Les inscriptions à Pôle Emploi se sont accrues de 60 000 en septembre après un repli de 50 000 en août. Sur les deux mois cela correspond à une hausse de 10 000 soit 5 000 par mois. Cela doit être rapporté au chiffre moyen de 23 400 constaté chaque mois de janvier 2012 à juillet 2013.
Cependant ces données sont celles des personnes inscrites en catégorie A (personnes sans activité à la recherche d’un emploi). Si l’on prend l’ensemble des personnes à la recherche d’un emploi (avec un acte positif de recherche) ayant ou n’ayant pas une activité (catégories A, B et C) alors sur les deux mois le nombre d’inscrits diminue de 8 500 (-62 700 en août et + 54 200 en septembre).
 
 
Quelle que soit la mesure, le mouvement d’un mois sur l’autre est spectaculaire. On note dans le premier graphe que les changements constatés récemment reflètent principalement les sorties de Pôle Emploi. C’est la courbe rouge sur le graphe (la ligne rouge foncée est la moyenne sur 3 mois et elle progresse fortement). Cela correspond à la hausse des radiations depuis le printemps.

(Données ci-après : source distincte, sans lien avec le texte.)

use chrono::{DateTime, Utc};
use serde::{Deserialize, Serialize};

use crate::error::ValidationError;
use crate::window::TimeOfDay;

/// How often a schedule is meant to recur.
#[derive(Debug, Clone, Copy, Serialize, Deserialize, PartialEq, Eq, Default)]
#[serde(rename_all = "lowercase")]
pub enum Frequency {
    #[default]
    Daily,
    Weekly,
    Monthly,
    Custom,
}

impl Frequency {
    pub fn as_str(&self) -> &'static str {
        match self {
            Frequency::Daily => "daily",
            Frequency::Weekly => "weekly",
            Frequency::Monthly => "monthly",
            Frequency::Custom => "custom",
        }
    }

    pub fn parse(value: &str) -> Option<Self> {
        match value {
            "daily" => Some(Frequency::Daily),
            "weekly" => Some(Frequency::Weekly),
            "monthly" => Some(Frequency::Monthly),
            "custom" => Some(Frequency::Custom),
            _ => None,
        }
    }
}

/// A recurring quality check definition.
#[derive(Debug, Clone, Serialize, Deserialize, PartialEq)]
pub struct QualitySchedule {
    pub id: String,
    pub name: String,
    pub description: Option<String>,
    pub frequency: Frequency,
    /// 0=Sun ... 6=Sat
    #[serde(default)]
    pub days_of_week: Vec<u8>,
    /// 1..=31
    #[serde(default)]
    pub days_of_month: Vec<u8>,
    pub window_start: String,
    pub due_time: String,
    pub window_end: String,
    #[serde(default)]
    pub grace_period_before_minutes: u32,
    #[serde(default)]
    pub grace_period_after_minutes: u32,
    pub is_active: bool,
    pub created_at: DateTime<Utc>,
    pub updated_at: DateTime<Utc>,
}

impl QualitySchedule {
    pub fn new(
        name: impl Into<String>,
        frequency: Frequency,
        window_start: impl Into<String>,
        due_time: impl Into<String>,
        window_end: impl Into<String>,
    ) -> Self {
        let (window_start, due_time, window_end): (String, String, String) =
            (window_start.into(), due_time.into(), window_end.into());
        let now = Utc::now();
        Self {
            id: format!("qs-{}", uuid::Uuid::new_v4()),
            name: name.into(),
            description: None,
            frequency,
            days_of_week: Vec::new(),
            days_of_month: Vec::new(),
            window_start: TimeOfDay::canonical(&window_start),
            due_time: TimeOfDay::canonical(&due_time),
            window_end: TimeOfDay::canonical(&window_end),
            grace_period_before_minutes: 0,
            grace_period_after_minutes: 0,
            is_active: true,
            created_at: now,
            updated_at: now,
        }
    }

    /// Check clock fields and recurrence day lists.
    pub fn validate(&self) -> Result<(), ValidationError> {
        TimeOfDay::parse_field("window_start", &self.window_start)?;
        TimeOfDay::parse_field("due_time", &self.due_time)?;
        TimeOfDay::parse_field("window_end", &self.window_end)?;

        if let Some(day) = self.days_of_week.iter().find(|d| **d > 6) {
            return Err(ValidationError::InvalidValue {
                field: "days_of_week".to_string(),
                message: format!("{day} is not a weekday (0=Sun..6=Sat)"),
            });
        }
        if let Some(day) = self.days_of_month.iter().find(|d| **d == 0 || **d > 31) {
            return Err(ValidationError::InvalidValue {
                field: "days_of_month".to_string(),
                message: format!("{day} is not a day of month (1..31)"),
            });
        }
        Ok(())
    }
}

La chute des entrées en août (ligne bleu) a été corrigée en septembre de telle sorte que la moyenne (ligne bleu foncée) est stable. Or cette ligne d’entrées est celle qui doit normalement être affectée par les contrats liés à la politique de l’emploi (contrats de génération, contrats d’avenir). On constate que l’effet en est réduit parce que l’appétence pour ces contrats est limitée, la conjoncture est incertaine (contrats de génération) ou les finances publiques locales insuffisantes (contrats d’avenir).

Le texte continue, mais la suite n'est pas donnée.